======== RECORDS PROVIDED
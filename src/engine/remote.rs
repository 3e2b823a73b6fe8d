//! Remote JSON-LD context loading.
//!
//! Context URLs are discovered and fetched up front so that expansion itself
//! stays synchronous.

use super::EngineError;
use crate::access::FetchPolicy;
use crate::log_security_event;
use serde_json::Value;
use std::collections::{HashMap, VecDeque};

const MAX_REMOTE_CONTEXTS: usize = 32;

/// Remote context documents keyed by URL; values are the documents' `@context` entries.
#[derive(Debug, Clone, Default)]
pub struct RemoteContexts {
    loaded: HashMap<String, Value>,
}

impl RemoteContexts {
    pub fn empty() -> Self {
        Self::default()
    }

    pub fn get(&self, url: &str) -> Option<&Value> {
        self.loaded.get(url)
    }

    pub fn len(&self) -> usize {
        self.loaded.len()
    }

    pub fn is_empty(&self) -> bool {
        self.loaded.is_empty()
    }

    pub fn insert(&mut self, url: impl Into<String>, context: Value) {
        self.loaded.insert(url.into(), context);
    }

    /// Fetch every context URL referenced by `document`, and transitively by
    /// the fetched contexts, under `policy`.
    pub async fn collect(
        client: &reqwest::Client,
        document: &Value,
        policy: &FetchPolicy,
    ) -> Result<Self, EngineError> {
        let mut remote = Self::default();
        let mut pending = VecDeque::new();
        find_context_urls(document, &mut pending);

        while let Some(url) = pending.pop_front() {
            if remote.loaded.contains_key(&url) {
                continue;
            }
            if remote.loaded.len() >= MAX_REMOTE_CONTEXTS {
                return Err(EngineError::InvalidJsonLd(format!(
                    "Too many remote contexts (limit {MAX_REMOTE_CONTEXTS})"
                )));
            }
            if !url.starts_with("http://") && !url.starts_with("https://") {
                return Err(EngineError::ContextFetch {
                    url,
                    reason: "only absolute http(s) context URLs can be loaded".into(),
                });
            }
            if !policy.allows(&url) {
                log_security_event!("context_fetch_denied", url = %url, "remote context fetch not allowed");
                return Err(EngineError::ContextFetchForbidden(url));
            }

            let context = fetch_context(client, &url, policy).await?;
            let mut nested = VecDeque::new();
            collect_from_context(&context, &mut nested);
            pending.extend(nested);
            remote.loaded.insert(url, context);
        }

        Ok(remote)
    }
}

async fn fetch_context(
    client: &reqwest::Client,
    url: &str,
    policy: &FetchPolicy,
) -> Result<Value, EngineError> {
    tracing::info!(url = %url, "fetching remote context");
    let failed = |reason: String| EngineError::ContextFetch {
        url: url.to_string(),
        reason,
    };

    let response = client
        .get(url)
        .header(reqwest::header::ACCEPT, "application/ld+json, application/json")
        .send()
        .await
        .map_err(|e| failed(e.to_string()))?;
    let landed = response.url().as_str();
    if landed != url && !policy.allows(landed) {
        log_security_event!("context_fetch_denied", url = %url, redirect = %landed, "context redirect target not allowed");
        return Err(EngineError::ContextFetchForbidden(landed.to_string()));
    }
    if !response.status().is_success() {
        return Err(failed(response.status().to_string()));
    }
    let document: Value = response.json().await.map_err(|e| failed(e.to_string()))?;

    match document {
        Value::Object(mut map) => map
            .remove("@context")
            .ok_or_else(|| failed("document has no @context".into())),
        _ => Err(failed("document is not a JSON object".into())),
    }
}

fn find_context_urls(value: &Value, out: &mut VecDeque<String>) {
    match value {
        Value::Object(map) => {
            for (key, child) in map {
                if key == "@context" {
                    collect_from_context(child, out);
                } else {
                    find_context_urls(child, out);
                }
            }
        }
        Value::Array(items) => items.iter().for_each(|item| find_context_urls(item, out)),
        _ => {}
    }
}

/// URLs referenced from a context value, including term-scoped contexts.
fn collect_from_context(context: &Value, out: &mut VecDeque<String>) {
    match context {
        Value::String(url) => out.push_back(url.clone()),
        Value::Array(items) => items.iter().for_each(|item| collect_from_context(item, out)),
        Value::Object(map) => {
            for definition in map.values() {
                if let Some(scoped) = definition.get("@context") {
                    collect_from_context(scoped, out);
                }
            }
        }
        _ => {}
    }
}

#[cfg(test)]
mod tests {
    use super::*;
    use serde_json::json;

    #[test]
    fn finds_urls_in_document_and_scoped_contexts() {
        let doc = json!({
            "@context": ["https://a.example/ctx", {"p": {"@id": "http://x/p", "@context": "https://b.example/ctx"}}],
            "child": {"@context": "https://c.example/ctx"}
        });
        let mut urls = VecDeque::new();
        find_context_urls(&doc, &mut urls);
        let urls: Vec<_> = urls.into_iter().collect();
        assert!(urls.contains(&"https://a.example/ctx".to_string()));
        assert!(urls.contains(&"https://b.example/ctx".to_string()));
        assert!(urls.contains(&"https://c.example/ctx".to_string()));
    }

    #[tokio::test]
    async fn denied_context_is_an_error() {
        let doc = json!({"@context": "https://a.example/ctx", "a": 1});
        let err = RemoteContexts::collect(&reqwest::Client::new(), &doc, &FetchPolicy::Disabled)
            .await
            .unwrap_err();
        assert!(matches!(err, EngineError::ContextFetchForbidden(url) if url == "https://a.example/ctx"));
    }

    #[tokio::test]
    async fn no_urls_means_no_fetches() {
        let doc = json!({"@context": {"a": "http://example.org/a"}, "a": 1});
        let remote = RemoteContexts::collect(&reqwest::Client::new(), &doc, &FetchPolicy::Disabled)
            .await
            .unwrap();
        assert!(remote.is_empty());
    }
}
================
Tally the lines that hold the word "crate" in the listing, and give the tally with nothing else.

2